The catalyst, Burt said, was seeing that TrickBot’s operators had added “surveillance capabilities” that allowed them to spy on infected computers and note which belonged to election officials. From there, he and other experts speculated, it would not be difficult for cybercriminals, or state actors, to freeze up election systems in the days leading up to the election and after.
“We don’t know if this is Russian intelligence,” Burt said, “but what we know is TrickBot is, by volume, the key distribution pipeline for ransomware and that it would be really easy for state actors to contract with TrickBot to distribute ransomware with the goal of hacking election systems. That risk is real particularly given that so much of the ransomware is targeting municipalities.”
TrickBot first appeared in 2016 as banking malware and was primarily used to steal online banking credentials. But over the past four years, TrickBot has evolved into a “cybercrime as a service” model.
“TrickBot’s botnet has infected hundreds of thousands, if not millions of computers,” said Mark Arena, Intel 471’s chief executive.
Its operators started cataloging the computers they infected, noting which belonged to large corporations, hospitals and municipalities, and selling access to infected computers to cybercriminals and state actors.
Over the past year, TrickBot has become the primary delivery mechanism for the Russian-speaking cybercriminals behind a specific variant of ransomware, known as Ryuk, that has been paralyzing American hospitals, corporations, towns and cities. Its operators were also recently caught selling access to a subset of TrickBot’s infected computers to North Korea’s state-sponsored hackers.
The fear among officials at the Department of Homeland Security, the FBI and the National Security Agency was that its operators would simply hand that same access to Russia’s state hacking groups for free.
Some security researchers caution that there is no evidence to suggest that the ransomware attacks plaguing American networks have anything to do with Russian intelligence, and that reporting the fear U.S. government officials have only creates undue alarm. But others point to attacks on the Georgian government by cybercriminals at the direction of the Kremlin and a breach at Yahoo. In that attack, two Russian agents at the FSB, the successor to the KGB, teamed up with two cybercriminals to hack 500 million Yahoo accounts, allowing criminals to profit while mining their access to spy on journalists, dissidents and U.S. officials.
They also note that when the Treasury Department imposed sanctions on members of an elite Russian cybercrime group in December, they outed the group’s leader as a member of the FSB.

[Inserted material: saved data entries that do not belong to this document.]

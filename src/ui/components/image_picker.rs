//! Controlled image URL field.
//!
//! Accepts typed or pasted URLs and can pull one from the system clipboard.
//! Uploading files is left to whatever produced the URL.

use std::sync::Arc;

use arboard::Clipboard;
use crossterm::event::KeyEvent;
use ratatui::Frame;
use ratatui::layout::Rect;
use tracing::warn;

use crate::Theme;
use crate::config::{FormAction, KeyResolver};
use crate::ui::{Component, EventResult, Result, TextInput, TextInputEvent};

#[derive(Debug, Clone, PartialEq, Eq)]
pub enum ImagePickerEvent {
    Changed(String),
    Submitted,
}

pub struct ImagePicker {
    input: TextInput,
    resolver: Arc<KeyResolver>,
}

impl ImagePicker {
    pub fn new(resolver: Arc<KeyResolver>) -> Self {
        let hint = format!("Paste an image URL ({})", resolver.display_form(FormAction::Paste));
        Self {
            input: TextInput::new("Image URL").with_placeholder(hint),
            resolver,
        }
    }

    pub fn value(&self) -> &str {
        self.input.value()
    }

    pub fn set_value(&mut self, value: impl Into<String>) {
        self.input.set_value(value);
    }

    pub const fn set_focused(&mut self, focused: bool) {
        self.input.set_focused(focused);
    }

    pub const fn set_disabled(&mut self, disabled: bool) {
        self.input.set_disabled(disabled);
    }

    pub const fn set_invalid(&mut self, invalid: bool) {
        self.input.set_invalid(invalid);
    }

    /// File name shown next to the field, taken from the URL path.
    pub fn file_name(&self) -> Option<&str> {
        let path = self.value().split(['?', '#']).next()?;
        path.rsplit('/').next().filter(|name| !name.is_empty())
    }

    fn paste_from_clipboard(&mut self) -> EventResult<ImagePickerEvent> {
        let text = Clipboard::new().and_then(|mut clipboard| clipboard.get_text());
        match text {
            Ok(text) => Self::map(self.input.handle_paste(text.trim())),
            Err(e) => {
                warn!("Failed to read clipboard: {e}");
                EventResult::Consumed
            }
        }
    }

    fn map(result: EventResult<TextInputEvent>) -> EventResult<ImagePickerEvent> {
        match result {
            EventResult::Event(TextInputEvent::Changed(value)) => {
                ImagePickerEvent::Changed(value).into()
            }
            EventResult::Event(TextInputEvent::Submitted) => ImagePickerEvent::Submitted.into(),
            EventResult::Consumed => EventResult::Consumed,
            EventResult::Ignored => EventResult::Ignored,
        }
    }
}

impl Component for ImagePicker {
    type Output = ImagePickerEvent;

    fn handle_key(&mut self, key: KeyEvent) -> Result<EventResult<Self::Output>> {
        if self.resolver.matches_form(&key, FormAction::Paste) {
            return Ok(self.paste_from_clipboard());
        }
        let result = self.input.handle_key(key)?;
        Ok(Self::map(result))
    }

    fn handle_paste(&mut self, text: &str) -> EventResult<Self::Output> {
        let result = self.input.handle_paste(text.trim());
        Self::map(result)
    }

    fn render(&mut self, frame: &mut Frame, area: Rect, theme: &Theme) {
        self.input.render(frame, area, theme);
    }
}
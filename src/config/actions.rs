#[derive(Debug, Clone, Copy, PartialEq, Eq)]
pub enum GlobalAction {
    Quit,
    Suspend,
    Back,
}

#[derive(Debug, Clone, Copy, PartialEq, Eq)]
pub enum NavAction {
    Up,
    Down,
    PageUp,
    PageDown,
    Home,
    End,
    Select,
}

#[derive(Debug, Clone, Copy, PartialEq, Eq)]
pub enum SearchAction {
    Toggle,
    Exit,
}

#[derive(Debug, Clone, Copy, PartialEq, Eq)]
pub enum ServersAction {
    Edit,
    Reload,
}

#[derive(Debug, Clone, Copy, PartialEq, Eq)]
pub enum FormAction {
    NextField,
    PrevField,
    Submit,
    Paste,
}

#[derive(Debug, Clone, Copy, PartialEq, Eq)]
pub enum DialogAction {
    Dismiss,
}
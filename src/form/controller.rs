use tracing::debug;

use crate::form::{FieldErrors, FormField, FormValues, ValidationSchema};

/// Outcome of asking the form to submit.
#[derive(Debug, Clone, PartialEq, Eq)]
pub enum SubmitGate<F: FormField> {
    /// Values passed validation; the form is now submitting.
    Ready(FormValues<F>),
    /// Validation failed on this many fields; nothing was submitted.
    Invalid(usize),
    /// A submission is already in flight.
    Busy,
}

/// Mutable form state bound to a [`ValidationSchema`].
///
/// Fields are validated as a whole on submit. Once a submit has been
/// attempted, each change re-validates the edited field so errors clear
/// as soon as the user fixes them.
#[derive(Debug)]
pub struct FormController<F: FormField> {
    schema: ValidationSchema<F>,
    values: FormValues<F>,
    errors: FieldErrors<F>,
    is_submitting: bool,
    submit_error: Option<String>,
    submit_attempted: bool,
}

impl<F: FormField> FormController<F> {
    pub fn new(schema: ValidationSchema<F>) -> Self {
        Self {
            schema,
            values: FormValues::empty(),
            errors: FieldErrors::new(),
            is_submitting: false,
            submit_error: None,
            submit_attempted: false,
        }
    }

    pub fn value(&self, field: F) -> &str {
        self.values.get(field)
    }

    pub fn error(&self, field: F) -> Option<&str> {
        self.errors.get(&field).map(String::as_str)
    }

    pub const fn errors(&self) -> &FieldErrors<F> {
        &self.errors
    }

    pub const fn is_submitting(&self) -> bool {
        self.is_submitting
    }

    /// Error reported by the last failed submission.
    pub fn submit_error(&self) -> Option<&str> {
        self.submit_error.as_deref()
    }

    /// Apply a user edit. Returns `false` if the form is disabled.
    pub fn set_value(&mut self, field: F, value: impl Into<String>) -> bool {
        if self.is_submitting {
            return false;
        }
        self.values.set(field, value);
        if self.submit_attempted || self.errors.contains_key(&field) {
            self.revalidate(field);
        }
        true
    }

    /// Overwrite values from external data without validating.
    pub fn hydrate(&mut self, values: impl IntoIterator<Item = (F, String)>) {
        for (field, value) in values {
            self.values.set(field, value);
        }
    }

    /// Validate the whole form and, if valid, enter the submitting state.
    pub fn begin_submit(&mut self) -> SubmitGate<F> {
        if self.is_submitting {
            return SubmitGate::Busy;
        }
        self.submit_attempted = true;

        match self.schema.validate(&self.values) {
            Ok(()) => {
                self.errors.clear();
                self.submit_error = None;
                self.is_submitting = true;
                SubmitGate::Ready(self.values.clone())
            }
            Err(errors) => {
                for field in errors.keys() {
                    debug!(field = field.key(), "Form field failed validation");
                }
                let count = errors.len();
                self.errors = errors;
                SubmitGate::Invalid(count)
            }
        }
    }

    /// Leave the submitting state. Values are kept so the user can retry.
    pub fn finish_submit(&mut self, result: Result<(), String>) {
        self.is_submitting = false;
        self.submit_error = result.err();
    }

    /// Back to the initial empty state.
    pub fn reset(&mut self) {
        self.values = FormValues::empty();
        self.errors.clear();
        self.is_submitting = false;
        self.submit_error = None;
        self.submit_attempted = false;
    }

    fn revalidate(&mut self, field: F) {
        match self.schema.validate_field(field, self.values.get(field)) {
            Some(message) => {
                self.errors.insert(field, message.to_string());
            }
            None => {
                self.errors.remove(&field);
            }
        }
    }
}

#[cfg(test)]
mod tests {
    use super::*;
    use crate::form::{NAME_REQUIRED, ServerField, server_schema};

    fn filled() -> FormController<ServerField> {
        let mut form = FormController::new(server_schema());
        form.hydrate([
            (ServerField::Name, "Old".to_string()),
            (ServerField::ImageUrl, "http://img/old.png".to_string()),
        ]);
        form
    }

    #[test]
    fn test_starts_empty() {
        let form = FormController::new(server_schema());
        assert_eq!(form.value(ServerField::Name), "");
        assert_eq!(form.value(ServerField::ImageUrl), "");
        assert!(!form.is_submitting());
        assert!(form.errors().is_empty());
    }

    #[test]
    fn test_no_validation_before_first_submit() {
        let mut form = filled();
        assert!(form.set_value(ServerField::Name, ""));
        assert!(form.error(ServerField::Name).is_none());
    }

    #[test]
    fn test_invalid_submit_sets_errors_and_stays_idle() {
        let mut form = filled();
        form.set_value(ServerField::Name, "");
        assert_eq!(form.begin_submit(), SubmitGate::Invalid(1));
        assert_eq!(form.error(ServerField::Name), Some(NAME_REQUIRED));
        assert!(!form.is_submitting());
    }

    #[test]
    fn test_change_after_submit_revalidates_field() {
        let mut form = filled();
        form.set_value(ServerField::Name, "");
        form.begin_submit();
        form.set_value(ServerField::Name, "N");
        assert!(form.error(ServerField::Name).is_none());
        form.set_value(ServerField::Name, "");
        assert_eq!(form.error(ServerField::Name), Some(NAME_REQUIRED));
    }

    #[test]
    fn test_inputs_disabled_while_submitting() {
        let mut form = filled();
        let SubmitGate::Ready(values) = form.begin_submit() else {
            panic!("form should be valid");
        };
        assert_eq!(values.get(ServerField::Name), "Old");
        assert!(form.is_submitting());
        assert!(!form.set_value(ServerField::Name, "Other"));
        assert_eq!(form.value(ServerField::Name), "Old");
        assert_eq!(form.begin_submit(), SubmitGate::Busy);
    }

    #[test]
    fn test_failed_submit_keeps_values() {
        let mut form = filled();
        form.set_value(ServerField::Name, "New");
        form.begin_submit();
        form.finish_submit(Err("boom".to_string()));
        assert!(!form.is_submitting());
        assert_eq!(form.value(ServerField::Name), "New");
        assert_eq!(form.submit_error(), Some("boom"));

        // Next successful gate clears the banner.
        assert!(matches!(form.begin_submit(), SubmitGate::Ready(_)));
        assert!(form.submit_error().is_none());
    }

    #[test]
    fn test_reset_clears_everything() {
        let mut form = filled();
        form.set_value(ServerField::Name, "");
        form.begin_submit();
        form.reset();
        assert_eq!(form.value(ServerField::Name), "");
        assert_eq!(form.value(ServerField::ImageUrl), "");
        assert!(form.errors().is_empty());
        assert!(form.submit_error().is_none());
        // Back to pre-submit validation mode.
        form.set_value(ServerField::Name, "");
        assert!(form.error(ServerField::Name).is_none());
    }
}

“The ties between the Russian intelligence services and the country’s thriving cybercriminal element are well established,” said John Hultquist, the director of threat intelligence at the cybersecurity firm FireEye. “Criminals have been used to target the Georgian government, to compromise Yahoo. Services like the FSB who are charged with cybercrime law enforcement as well as intelligence collection are in a unique position to bargain with criminals who are already compromised and in need of their protection.”
“Russia is well aware that the cybercriminals it harbors have become a serious problem for its adversaries,” Hultquist added. “Russian cybercriminals are probably a greater threat to our critical infrastructure than their intelligence services. We should start asking whether their tacit approval of cybercrime is not just a marriage of convenience but a deliberate strategy to harass the West.”